We led our first workshops in a physical space — with social distancing — since lockdown. It was the first weekend session of a 24-week program for 14 to 18-year-olds. Following the introduction to the program, the two workshops were about exponential technologies and the future of work. During one of the feedback sessions I was blown away by a 15-year-old sharing her thoughts about jobs that will no longer exist because they will be automated or become otherwise redundant. Her thoughts connected ideas from exponential technologies, automation, income classes, vicious circles, socio-economic solutions, basic universal income, and tied it all in with revolutionizing education. Like I said, I was blown away.

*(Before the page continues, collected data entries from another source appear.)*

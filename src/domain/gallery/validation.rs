//! Gallery input validation utilities

use std::fmt;

use base64::Engine;
use base64::engine::general_purpose::STANDARD;
use once_cell::sync::Lazy;
use regex::Regex;

use crate::domain::DomainError;

/// Characters kept verbatim in download filenames
static FILENAME_UNSAFE: Lazy<Regex> = Lazy::new(|| Regex::new(r"(?i)[^a-z0-9]").unwrap());

/// Gallery validation errors
#[derive(Debug, Clone, PartialEq)]
pub enum GalleryValidationError {
    /// Prompt is empty or whitespace
    EmptyPrompt,
    /// Image payload is empty
    EmptyImage,
    /// Image payload is not standard base64
    InvalidBase64 { reason: String },
}

impl fmt::Display for GalleryValidationError {
    fn fmt(&self, f: &mut fmt::Formatter<'_>) -> fmt::Result {
        match self {
            Self::EmptyPrompt => write!(f, "Prompt cannot be empty"),
            Self::EmptyImage => write!(f, "Missing imageBase64"),
            Self::InvalidBase64 { reason } => {
                write!(f, "imageBase64 is not valid base64: {}", reason)
            }
        }
    }
}

impl std::error::Error for GalleryValidationError {}

impl From<GalleryValidationError> for DomainError {
    fn from(err: GalleryValidationError) -> Self {
        DomainError::validation(err.to_string())
    }
}

pub fn validate_prompt(prompt: &str) -> Result<(), GalleryValidationError> {
    if prompt.trim().is_empty() {
        return Err(GalleryValidationError::EmptyPrompt);
    }
    Ok(())
}

/// Validate and decode an image payload
pub fn decode_image_base64(image: &str) -> Result<Vec<u8>, GalleryValidationError> {
    if image.trim().is_empty() {
        return Err(GalleryValidationError::EmptyImage);
    }

    STANDARD
        .decode(image)
        .map_err(|e| GalleryValidationError::InvalidBase64 {
            reason: e.to_string(),
        })
}

/// Turn a prompt into a lowercase filename stem made of `[a-z0-9_]`
pub fn sanitize_filename(input: &str) -> String {
    let sanitized = FILENAME_UNSAFE.replace_all(input, "_").to_lowercase();

    if sanitized.is_empty() {
        "image".to_string()
    } else {
        sanitized
    }
}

The young are hope, and where there is hope, there is beauty.

Day 5 — Wake up to Beauty

I rose before the sun today and was witness to shimmering rose gold reflected in the city’s skyline. The distant towers, jewels — beauty that caught me by surprise, then the moment was past.

Day 6 — I Dive into the Lumiverse

The beauty I experienced this morning was of the explosive, transcendental kind, and it happened during one of my regular activities — swimming. Perhaps it is best shared in verse:

I am

An underwater of endless, undulating vibrance, a plurality of vibrances.

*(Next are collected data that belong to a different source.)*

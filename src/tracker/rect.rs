use std::fmt;

use serde::{Deserialize, Serialize};

use crate::error::RegionFault;

/// Bounding box in TLWH format (top-left x, top-left y, width, height).
#[derive(Debug, Clone, Copy, Default, PartialEq, Serialize, Deserialize)]
pub struct Rect {
    /// Top-left x coordinate
    pub x: f32,
    /// Top-left y coordinate
    pub y: f32,
    /// Width of the bounding box
    pub width: f32,
    /// Height of the bounding box
    pub height: f32,
}

impl Rect {
    /// Create a new Rect from top-left coordinates and dimensions (TLWH format).
    #[inline]
    pub fn new(x: f32, y: f32, width: f32, height: f32) -> Self {
        Self {
            x,
            y,
            width,
            height,
        }
    }

    /// Square box of side `size` centered on a point, as produced by a
    /// click or tap on the presentation surface.
    #[inline]
    pub fn around(cx: f32, cy: f32, size: f32) -> Self {
        let half = size / 2.0;
        Self::new(cx - half, cy - half, size, size)
    }

    /// Convert to TLBR format: (x1, y1, x2, y2).
    #[inline]
    pub fn to_tlbr(&self) -> [f32; 4] {
        [self.x, self.y, self.x + self.width, self.y + self.height]
    }

    /// Checks that can be made without looking at a frame.
    pub fn check_extent(&self) -> Result<(), RegionFault> {
        let finite = [self.x, self.y, self.width, self.height]
            .iter()
            .all(|v| v.is_finite());
        if !finite {
            return Err(RegionFault::NonFinite);
        }
        if self.width <= 0.0 || self.height <= 0.0 {
            return Err(RegionFault::Degenerate);
        }
        Ok(())
    }

    /// Full seed validation against the reference frame's dimensions.
    pub fn check_within(&self, frame: FrameSize) -> Result<(), RegionFault> {
        self.check_extent()?;
        let [x1, y1, x2, y2] = self.to_tlbr();
        if x1 < 0.0 || y1 < 0.0 || x2 > frame.width as f32 || y2 > frame.height as f32 {
            return Err(RegionFault::OutOfBounds(frame));
        }
        Ok(())
    }
}

/// Pixel dimensions of a decoded frame.
#[derive(Debug, Clone, Copy, Default, PartialEq, Eq, Serialize, Deserialize)]
pub struct FrameSize {
    pub width: u32,
    pub height: u32,
}

impl FrameSize {
    pub fn new(width: u32, height: u32) -> Self {
        Self { width, height }
    }
}

impl fmt::Display for FrameSize {
    fn fmt(&self, f: &mut fmt::Formatter<'_>) -> fmt::Result {
        write!(f, "{}x{}", self.width, self.height)
    }
}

Shimmering, mischievous rainbows.

I am the ripple. The ripples.

Tantalizing wormholes into whirlpools of luminescence.

My arms are tunnels where arcs of light dance into infinity.

I am a space whale, diving into inconceivable depths of [not]being.

A flying fish, gliding across waves of multiverses.

A swirling, twirling dancer of cosmic seas

Where breath is light and

Light is breath.

There was more beauty in the afternoon — the warm, enveloping kind, like a proper hug. It came in the form of conversations we didn’t want to end, curries we wanted to keep eating, and intricately hand-made gifts — a bikini top and a beach bag — in my favorite: rainbow pattern.

Day 7 — Stillness

I woke up a couple of hours early, brought to consciousness by a dream of abundance. The day beckoned and the energy within me seemed to have a life of its own. It wanted to spring out of bed and start exploring, so that is exactly what I did.

I got out of bed and started exploring. It was still dark out, no sign of the sun that was to rise in another two hours. The world was held in a soft embrace by a gentle fog, like a lover reluctant to leave after a night of passion. Beauty hung in the air, intangible, but for its subtle, permeating perfume of stillness, amplified by the chorus of the crickets.

I explored the world of stories. My imaginings took me far away until I heard the first bird song just as it was starting to get light, and as the chorus of crickets faded and night became day, I stopped to be grateful for the everyday beauty I experienced this week.